++++ Records

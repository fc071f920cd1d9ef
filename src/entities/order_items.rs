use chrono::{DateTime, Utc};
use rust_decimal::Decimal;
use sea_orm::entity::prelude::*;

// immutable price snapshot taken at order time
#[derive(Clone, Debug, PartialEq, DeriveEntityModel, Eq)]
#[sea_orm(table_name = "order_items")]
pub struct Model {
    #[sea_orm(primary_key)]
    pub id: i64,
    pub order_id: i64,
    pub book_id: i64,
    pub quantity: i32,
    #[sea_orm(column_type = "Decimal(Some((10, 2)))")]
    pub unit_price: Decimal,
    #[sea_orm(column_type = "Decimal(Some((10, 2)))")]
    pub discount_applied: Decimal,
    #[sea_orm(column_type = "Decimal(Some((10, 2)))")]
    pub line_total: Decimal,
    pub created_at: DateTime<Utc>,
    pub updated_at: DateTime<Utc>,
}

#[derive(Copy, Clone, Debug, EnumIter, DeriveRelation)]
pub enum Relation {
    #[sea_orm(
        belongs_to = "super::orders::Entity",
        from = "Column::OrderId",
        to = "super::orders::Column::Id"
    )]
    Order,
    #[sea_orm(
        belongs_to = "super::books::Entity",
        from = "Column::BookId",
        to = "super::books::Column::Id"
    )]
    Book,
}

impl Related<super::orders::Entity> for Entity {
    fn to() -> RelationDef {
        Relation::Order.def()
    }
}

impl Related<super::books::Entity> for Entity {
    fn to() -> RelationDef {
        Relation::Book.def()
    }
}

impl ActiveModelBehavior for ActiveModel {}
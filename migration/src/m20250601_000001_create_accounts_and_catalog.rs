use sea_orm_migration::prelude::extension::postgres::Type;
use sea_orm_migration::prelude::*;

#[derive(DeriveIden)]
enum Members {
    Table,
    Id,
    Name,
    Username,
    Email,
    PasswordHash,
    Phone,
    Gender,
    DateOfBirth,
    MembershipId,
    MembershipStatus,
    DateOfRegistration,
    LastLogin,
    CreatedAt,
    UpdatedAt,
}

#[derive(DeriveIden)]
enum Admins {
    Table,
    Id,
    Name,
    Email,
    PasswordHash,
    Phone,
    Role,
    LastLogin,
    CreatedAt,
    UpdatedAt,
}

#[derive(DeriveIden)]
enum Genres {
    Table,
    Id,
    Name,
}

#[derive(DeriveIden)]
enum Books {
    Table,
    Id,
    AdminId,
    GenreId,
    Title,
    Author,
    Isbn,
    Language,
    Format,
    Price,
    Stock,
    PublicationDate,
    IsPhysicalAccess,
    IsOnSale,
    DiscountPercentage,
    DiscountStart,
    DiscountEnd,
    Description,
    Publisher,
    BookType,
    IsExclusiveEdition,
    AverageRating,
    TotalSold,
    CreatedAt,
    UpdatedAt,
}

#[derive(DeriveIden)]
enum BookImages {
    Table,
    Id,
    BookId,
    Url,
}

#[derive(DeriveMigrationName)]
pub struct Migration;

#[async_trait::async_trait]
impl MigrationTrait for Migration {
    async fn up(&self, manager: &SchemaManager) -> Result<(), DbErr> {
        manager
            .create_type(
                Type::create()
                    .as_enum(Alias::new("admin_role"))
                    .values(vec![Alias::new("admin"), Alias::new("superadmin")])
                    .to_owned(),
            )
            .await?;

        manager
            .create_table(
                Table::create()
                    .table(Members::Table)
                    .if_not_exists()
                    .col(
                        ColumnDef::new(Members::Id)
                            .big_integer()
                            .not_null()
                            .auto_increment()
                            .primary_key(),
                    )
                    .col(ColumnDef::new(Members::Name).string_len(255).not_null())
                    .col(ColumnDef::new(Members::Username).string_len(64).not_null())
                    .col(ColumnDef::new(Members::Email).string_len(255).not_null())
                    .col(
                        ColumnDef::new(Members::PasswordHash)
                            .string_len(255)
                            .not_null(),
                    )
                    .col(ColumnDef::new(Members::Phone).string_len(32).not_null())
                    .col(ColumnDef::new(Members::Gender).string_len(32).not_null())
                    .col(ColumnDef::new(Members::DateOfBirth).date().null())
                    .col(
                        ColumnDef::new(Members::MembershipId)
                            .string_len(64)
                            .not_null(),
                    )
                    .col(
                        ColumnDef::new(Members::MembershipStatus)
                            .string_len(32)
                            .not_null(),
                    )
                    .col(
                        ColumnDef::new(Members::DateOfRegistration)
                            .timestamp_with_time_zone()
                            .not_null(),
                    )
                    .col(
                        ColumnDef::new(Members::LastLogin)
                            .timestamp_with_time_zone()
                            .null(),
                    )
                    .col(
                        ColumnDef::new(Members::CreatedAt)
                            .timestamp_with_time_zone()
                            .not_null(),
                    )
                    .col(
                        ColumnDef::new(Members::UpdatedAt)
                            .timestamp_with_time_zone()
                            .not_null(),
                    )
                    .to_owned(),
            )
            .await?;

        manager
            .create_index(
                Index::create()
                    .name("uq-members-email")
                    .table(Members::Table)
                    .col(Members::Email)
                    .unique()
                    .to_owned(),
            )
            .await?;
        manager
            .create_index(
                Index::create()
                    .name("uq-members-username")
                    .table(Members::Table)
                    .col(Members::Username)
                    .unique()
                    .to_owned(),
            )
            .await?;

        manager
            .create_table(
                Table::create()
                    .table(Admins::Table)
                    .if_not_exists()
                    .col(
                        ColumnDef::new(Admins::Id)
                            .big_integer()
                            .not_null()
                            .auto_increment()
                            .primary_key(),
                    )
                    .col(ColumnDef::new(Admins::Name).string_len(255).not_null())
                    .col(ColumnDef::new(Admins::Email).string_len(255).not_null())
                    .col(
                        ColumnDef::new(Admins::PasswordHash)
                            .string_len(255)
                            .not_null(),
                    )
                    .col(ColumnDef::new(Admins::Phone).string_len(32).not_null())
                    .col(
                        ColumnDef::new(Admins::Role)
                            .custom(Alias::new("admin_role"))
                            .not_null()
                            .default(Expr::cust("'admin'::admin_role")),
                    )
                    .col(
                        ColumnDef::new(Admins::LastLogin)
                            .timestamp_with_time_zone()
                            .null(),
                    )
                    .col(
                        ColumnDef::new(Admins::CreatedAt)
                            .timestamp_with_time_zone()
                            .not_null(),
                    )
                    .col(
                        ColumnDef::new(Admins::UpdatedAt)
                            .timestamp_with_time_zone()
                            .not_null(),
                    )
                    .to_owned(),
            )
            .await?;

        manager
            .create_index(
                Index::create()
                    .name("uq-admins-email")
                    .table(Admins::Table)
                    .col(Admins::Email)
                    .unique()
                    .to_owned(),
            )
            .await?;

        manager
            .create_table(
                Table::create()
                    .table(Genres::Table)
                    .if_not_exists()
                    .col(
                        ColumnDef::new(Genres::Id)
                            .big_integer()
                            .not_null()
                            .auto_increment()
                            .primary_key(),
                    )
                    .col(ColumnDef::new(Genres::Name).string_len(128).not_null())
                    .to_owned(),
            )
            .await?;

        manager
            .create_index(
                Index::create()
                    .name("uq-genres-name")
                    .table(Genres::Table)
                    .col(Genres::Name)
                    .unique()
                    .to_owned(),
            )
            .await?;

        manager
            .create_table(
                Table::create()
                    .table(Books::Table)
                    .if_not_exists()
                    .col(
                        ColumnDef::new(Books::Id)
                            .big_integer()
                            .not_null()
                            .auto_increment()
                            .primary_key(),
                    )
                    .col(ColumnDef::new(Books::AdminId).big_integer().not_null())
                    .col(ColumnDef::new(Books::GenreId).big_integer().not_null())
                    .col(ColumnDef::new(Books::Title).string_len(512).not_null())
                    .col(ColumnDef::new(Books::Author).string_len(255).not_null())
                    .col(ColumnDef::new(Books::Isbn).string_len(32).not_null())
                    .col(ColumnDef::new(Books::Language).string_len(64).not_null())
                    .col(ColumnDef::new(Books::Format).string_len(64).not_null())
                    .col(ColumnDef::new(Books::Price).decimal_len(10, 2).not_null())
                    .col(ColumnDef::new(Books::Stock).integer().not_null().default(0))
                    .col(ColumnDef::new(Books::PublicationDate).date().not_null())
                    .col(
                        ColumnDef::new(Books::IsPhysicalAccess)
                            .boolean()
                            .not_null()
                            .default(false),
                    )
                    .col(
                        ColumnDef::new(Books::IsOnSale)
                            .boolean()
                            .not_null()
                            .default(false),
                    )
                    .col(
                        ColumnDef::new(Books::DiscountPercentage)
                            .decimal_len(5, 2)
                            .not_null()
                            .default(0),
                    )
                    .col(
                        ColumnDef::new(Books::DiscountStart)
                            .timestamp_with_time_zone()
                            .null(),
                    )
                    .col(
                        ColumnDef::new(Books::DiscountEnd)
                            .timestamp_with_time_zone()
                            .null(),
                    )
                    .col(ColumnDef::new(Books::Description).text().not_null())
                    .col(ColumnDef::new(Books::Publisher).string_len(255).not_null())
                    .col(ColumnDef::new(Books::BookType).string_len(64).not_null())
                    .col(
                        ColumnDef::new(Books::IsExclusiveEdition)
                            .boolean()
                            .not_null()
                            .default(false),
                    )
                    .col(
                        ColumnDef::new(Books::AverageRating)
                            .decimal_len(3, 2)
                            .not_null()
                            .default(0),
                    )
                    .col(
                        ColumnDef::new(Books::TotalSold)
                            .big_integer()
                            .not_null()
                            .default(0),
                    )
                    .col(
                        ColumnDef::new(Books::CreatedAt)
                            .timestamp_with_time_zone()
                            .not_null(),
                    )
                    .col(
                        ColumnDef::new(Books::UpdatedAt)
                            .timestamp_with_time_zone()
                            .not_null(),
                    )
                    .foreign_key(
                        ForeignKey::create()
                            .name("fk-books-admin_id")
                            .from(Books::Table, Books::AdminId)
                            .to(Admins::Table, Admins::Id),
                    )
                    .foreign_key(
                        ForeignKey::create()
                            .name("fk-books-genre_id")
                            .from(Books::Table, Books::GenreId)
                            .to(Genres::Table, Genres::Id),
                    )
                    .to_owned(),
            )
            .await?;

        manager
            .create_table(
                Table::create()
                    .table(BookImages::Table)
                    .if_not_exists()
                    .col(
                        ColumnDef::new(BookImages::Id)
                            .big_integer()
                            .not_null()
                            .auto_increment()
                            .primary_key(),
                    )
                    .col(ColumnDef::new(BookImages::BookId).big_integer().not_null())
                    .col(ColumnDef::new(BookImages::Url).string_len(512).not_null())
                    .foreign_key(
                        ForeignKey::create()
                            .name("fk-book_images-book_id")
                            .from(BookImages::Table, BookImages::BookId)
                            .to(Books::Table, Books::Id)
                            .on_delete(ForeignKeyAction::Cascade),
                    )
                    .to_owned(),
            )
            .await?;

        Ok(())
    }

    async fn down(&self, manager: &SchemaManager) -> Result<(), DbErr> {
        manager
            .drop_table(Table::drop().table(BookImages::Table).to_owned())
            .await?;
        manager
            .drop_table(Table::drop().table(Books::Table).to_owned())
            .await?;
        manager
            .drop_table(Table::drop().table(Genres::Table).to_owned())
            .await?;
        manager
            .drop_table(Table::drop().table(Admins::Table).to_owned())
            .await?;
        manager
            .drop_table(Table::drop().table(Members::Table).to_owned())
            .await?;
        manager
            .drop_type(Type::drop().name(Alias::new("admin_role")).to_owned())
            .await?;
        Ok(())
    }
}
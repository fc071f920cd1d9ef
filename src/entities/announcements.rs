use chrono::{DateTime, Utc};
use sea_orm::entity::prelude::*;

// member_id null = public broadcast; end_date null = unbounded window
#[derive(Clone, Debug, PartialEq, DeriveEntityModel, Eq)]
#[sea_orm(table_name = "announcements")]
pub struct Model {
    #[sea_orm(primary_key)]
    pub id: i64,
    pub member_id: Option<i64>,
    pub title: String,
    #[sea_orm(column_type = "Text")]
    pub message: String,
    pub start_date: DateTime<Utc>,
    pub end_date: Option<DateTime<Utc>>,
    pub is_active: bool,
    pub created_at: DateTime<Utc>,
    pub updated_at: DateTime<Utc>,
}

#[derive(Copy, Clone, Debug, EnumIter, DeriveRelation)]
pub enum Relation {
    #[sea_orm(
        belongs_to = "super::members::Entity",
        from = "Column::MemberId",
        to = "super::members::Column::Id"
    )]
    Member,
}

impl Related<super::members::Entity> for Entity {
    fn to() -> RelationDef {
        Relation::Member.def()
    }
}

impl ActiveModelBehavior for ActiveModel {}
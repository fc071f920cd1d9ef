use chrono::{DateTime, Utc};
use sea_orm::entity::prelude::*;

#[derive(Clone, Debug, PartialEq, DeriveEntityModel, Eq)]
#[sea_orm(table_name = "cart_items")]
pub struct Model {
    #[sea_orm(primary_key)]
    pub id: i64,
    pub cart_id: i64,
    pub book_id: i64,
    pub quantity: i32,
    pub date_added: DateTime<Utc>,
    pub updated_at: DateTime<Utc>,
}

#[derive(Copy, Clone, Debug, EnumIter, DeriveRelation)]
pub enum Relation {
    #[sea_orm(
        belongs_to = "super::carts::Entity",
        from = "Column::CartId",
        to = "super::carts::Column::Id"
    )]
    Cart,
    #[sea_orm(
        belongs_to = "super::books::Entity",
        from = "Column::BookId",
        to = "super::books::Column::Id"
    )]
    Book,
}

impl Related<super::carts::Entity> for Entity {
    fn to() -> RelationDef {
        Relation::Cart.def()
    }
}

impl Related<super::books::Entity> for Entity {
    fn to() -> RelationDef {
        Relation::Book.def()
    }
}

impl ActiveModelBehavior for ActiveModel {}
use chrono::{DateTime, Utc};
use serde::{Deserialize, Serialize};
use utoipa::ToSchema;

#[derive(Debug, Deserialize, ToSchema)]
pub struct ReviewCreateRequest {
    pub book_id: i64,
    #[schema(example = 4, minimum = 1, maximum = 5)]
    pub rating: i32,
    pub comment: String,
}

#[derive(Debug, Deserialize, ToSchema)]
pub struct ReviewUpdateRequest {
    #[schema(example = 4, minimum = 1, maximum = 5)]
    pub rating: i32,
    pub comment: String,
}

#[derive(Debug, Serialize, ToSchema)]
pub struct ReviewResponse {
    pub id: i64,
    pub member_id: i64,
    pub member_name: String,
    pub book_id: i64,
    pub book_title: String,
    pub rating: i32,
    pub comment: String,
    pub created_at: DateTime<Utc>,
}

++++++++

About this exercise -> Within the listing above, filter for lines holding the string "DiscountStart" and copy each one.

Answer ->
    DiscountStart,
                        ColumnDef::new(Books::DiscountStart)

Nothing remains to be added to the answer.